# [Your objective]
Within the data below, find the string "components" and return each line where it occurs.

# [Source data]
%%
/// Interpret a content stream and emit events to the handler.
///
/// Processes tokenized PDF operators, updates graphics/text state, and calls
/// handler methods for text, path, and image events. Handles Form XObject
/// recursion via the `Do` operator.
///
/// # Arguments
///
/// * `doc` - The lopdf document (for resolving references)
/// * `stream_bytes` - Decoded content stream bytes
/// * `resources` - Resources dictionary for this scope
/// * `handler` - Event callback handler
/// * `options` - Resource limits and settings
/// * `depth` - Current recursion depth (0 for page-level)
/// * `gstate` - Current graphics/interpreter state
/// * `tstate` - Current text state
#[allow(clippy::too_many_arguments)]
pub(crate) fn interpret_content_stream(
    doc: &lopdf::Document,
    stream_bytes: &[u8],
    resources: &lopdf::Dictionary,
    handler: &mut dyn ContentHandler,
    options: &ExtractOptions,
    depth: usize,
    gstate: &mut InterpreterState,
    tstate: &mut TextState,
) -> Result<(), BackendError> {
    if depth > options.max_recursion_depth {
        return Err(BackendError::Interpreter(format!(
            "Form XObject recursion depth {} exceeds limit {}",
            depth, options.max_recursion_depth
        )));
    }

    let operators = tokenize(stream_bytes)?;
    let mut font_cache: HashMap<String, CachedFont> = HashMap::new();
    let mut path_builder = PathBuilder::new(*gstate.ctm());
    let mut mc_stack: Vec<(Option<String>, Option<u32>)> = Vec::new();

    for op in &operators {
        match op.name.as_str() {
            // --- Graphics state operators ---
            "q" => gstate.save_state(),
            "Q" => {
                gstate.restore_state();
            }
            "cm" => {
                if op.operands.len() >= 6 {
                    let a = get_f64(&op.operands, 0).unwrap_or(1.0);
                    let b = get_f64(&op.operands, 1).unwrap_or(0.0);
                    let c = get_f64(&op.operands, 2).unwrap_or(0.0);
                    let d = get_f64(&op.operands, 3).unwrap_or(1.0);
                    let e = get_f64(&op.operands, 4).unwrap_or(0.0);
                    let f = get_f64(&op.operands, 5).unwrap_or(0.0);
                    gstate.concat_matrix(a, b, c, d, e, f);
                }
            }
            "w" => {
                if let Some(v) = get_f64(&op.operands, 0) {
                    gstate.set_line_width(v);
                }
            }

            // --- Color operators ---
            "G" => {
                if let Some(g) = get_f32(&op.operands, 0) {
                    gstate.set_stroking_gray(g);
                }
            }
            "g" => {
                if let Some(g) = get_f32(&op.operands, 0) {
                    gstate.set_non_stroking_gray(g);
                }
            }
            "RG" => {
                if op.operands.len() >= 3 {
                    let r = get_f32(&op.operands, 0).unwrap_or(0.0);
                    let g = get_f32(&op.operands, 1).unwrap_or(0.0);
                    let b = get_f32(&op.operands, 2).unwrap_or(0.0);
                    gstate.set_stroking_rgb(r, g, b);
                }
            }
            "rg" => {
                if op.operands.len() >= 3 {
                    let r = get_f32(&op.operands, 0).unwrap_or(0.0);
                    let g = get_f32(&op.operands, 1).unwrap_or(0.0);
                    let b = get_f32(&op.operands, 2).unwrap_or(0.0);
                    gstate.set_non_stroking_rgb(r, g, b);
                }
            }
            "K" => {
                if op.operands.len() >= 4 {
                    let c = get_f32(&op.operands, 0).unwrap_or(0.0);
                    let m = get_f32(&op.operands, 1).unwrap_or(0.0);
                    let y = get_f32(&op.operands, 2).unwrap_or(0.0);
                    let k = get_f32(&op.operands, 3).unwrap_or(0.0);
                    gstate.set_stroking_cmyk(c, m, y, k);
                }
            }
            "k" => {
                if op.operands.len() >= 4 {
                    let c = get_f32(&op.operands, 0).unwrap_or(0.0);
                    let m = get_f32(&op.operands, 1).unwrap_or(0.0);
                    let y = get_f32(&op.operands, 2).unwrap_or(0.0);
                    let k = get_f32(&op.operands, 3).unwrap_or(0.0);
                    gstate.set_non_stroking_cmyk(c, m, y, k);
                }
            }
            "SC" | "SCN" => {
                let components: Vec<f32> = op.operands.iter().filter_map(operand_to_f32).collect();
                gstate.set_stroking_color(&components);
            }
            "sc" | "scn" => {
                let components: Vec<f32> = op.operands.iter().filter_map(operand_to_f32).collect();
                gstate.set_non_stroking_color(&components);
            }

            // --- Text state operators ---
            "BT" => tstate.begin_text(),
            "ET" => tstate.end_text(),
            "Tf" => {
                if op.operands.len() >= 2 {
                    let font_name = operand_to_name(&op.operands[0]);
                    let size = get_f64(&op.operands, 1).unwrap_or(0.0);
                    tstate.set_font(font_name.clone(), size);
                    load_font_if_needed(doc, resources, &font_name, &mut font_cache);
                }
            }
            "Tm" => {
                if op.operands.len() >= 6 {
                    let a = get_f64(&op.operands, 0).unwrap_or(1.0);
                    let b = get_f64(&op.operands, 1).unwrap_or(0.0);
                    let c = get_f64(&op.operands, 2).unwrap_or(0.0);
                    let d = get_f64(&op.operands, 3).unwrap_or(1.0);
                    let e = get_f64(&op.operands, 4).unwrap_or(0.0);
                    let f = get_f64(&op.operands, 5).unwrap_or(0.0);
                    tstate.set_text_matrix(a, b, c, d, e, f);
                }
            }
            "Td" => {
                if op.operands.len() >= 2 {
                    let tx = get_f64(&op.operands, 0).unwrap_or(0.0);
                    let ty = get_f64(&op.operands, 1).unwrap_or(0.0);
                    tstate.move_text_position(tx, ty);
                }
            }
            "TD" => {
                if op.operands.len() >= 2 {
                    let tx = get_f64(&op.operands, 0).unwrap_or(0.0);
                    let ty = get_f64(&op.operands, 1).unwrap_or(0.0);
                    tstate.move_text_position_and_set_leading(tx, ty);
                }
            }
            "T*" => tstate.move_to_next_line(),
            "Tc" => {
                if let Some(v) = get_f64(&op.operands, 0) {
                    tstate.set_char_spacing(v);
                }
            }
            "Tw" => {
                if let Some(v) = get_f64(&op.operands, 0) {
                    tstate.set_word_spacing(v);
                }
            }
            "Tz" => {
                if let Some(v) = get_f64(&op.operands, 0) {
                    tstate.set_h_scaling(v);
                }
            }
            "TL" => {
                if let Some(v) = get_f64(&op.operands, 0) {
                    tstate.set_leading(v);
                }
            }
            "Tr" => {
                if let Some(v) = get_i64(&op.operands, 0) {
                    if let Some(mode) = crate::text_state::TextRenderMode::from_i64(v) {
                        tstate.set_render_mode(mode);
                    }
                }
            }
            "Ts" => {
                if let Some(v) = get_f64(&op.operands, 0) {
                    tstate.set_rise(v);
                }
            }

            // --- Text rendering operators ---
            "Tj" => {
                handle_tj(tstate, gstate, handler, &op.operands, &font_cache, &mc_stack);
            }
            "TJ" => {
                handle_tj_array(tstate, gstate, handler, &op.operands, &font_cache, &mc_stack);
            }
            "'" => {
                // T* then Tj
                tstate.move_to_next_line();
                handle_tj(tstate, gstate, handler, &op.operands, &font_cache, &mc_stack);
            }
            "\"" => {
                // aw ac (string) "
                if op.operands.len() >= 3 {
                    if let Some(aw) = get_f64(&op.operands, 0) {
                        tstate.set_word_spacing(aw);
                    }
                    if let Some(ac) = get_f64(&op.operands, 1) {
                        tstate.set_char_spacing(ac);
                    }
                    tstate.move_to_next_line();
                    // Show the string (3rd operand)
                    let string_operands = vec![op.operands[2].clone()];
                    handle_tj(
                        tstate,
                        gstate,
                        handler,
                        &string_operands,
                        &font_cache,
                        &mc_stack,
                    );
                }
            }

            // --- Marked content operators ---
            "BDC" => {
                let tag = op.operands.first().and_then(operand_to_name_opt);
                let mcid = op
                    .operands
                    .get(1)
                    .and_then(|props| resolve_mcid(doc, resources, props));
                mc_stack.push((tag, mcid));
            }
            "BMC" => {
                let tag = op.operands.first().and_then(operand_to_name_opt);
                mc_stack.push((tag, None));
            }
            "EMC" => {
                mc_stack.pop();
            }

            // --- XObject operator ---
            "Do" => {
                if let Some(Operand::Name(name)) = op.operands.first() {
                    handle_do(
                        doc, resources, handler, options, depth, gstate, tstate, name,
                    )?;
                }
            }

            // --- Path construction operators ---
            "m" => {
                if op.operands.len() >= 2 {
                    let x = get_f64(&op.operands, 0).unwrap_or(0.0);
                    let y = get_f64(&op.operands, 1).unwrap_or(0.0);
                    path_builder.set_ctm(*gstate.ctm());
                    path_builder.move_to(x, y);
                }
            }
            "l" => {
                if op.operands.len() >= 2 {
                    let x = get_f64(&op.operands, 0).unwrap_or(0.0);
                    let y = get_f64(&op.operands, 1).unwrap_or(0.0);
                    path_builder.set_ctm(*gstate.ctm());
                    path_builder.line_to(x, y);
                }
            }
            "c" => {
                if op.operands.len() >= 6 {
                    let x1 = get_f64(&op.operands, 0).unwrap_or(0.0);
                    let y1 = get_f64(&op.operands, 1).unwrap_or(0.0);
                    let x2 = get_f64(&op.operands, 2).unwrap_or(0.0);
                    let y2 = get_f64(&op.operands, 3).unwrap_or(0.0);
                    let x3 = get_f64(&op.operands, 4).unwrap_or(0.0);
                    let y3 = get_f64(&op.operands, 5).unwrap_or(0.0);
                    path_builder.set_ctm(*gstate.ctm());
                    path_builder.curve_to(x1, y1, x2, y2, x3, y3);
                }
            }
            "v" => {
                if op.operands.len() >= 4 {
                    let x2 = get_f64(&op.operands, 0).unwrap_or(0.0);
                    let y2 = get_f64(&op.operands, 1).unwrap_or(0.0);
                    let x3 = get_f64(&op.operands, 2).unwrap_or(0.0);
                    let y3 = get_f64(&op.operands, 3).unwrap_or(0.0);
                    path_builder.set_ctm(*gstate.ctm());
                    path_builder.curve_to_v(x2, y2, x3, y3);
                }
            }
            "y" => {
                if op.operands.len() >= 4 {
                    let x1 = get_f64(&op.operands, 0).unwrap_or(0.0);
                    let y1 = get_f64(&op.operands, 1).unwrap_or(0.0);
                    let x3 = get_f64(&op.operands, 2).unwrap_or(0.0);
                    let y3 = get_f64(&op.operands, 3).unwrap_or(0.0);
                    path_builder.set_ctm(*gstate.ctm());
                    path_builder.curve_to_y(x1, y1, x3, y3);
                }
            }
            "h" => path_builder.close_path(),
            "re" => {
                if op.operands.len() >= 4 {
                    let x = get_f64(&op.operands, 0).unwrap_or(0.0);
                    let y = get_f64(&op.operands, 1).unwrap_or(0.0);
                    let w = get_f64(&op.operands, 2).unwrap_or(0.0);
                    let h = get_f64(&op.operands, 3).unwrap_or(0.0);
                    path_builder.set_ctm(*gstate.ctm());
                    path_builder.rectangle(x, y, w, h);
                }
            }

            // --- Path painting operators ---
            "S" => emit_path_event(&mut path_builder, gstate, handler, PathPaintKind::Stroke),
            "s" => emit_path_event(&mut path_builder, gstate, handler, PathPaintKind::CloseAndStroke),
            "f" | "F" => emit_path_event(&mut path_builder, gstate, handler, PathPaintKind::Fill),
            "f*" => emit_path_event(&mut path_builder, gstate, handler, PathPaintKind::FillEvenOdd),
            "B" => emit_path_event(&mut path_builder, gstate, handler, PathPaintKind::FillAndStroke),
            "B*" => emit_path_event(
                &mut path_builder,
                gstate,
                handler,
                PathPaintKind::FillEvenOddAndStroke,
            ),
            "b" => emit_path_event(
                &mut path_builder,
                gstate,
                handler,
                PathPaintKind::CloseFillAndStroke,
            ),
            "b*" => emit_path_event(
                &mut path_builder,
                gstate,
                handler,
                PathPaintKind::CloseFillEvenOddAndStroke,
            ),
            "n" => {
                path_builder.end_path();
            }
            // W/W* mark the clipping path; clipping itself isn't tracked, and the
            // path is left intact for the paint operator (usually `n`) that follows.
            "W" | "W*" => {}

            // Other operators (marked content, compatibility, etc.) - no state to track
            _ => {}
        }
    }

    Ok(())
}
%%
%%
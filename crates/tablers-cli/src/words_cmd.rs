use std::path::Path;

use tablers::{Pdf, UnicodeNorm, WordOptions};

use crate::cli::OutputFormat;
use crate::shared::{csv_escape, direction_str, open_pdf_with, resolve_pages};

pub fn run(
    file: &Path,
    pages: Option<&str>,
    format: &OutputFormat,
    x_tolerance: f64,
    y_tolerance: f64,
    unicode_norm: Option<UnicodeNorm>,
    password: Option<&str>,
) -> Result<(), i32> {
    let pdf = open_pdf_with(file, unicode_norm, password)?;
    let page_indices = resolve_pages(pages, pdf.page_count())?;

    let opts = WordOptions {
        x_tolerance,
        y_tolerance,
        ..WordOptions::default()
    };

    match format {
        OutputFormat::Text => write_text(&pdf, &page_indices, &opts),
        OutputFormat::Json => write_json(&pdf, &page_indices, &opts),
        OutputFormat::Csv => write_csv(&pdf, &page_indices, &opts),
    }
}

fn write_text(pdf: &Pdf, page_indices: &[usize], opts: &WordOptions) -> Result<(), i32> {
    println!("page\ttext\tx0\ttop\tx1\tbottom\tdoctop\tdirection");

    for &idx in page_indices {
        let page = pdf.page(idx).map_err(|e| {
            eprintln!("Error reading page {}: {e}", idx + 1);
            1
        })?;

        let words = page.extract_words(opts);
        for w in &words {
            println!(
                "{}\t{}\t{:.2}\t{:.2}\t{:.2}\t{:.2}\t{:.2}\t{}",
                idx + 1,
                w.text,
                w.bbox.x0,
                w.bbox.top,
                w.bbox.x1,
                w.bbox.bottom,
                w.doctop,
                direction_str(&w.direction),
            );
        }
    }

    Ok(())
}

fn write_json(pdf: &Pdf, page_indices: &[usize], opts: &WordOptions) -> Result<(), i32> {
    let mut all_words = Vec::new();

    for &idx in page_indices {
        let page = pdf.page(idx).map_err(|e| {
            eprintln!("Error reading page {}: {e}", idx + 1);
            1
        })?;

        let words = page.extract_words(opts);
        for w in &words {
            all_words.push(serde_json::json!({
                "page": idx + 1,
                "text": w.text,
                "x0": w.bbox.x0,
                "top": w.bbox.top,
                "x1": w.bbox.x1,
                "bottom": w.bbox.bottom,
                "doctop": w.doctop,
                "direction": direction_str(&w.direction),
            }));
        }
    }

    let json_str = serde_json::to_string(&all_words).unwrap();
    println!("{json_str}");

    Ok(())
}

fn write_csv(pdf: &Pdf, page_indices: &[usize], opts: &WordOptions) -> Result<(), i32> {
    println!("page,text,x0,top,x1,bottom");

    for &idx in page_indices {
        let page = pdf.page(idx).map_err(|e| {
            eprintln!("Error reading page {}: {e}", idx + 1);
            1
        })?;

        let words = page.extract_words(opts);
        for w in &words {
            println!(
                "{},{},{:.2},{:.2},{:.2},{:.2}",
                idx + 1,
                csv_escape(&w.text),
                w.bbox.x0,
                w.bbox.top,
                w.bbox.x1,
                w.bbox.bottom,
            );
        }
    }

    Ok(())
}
%%
# [Answer]
                let components: Vec<f32> = op.operands.iter().filter_map(operand_to_f32).collect();
                gstate.set_stroking_color(&components);
                let components: Vec<f32> = op.operands.iter().filter_map(operand_to_f32).collect();
                gstate.set_non_stroking_color(&components);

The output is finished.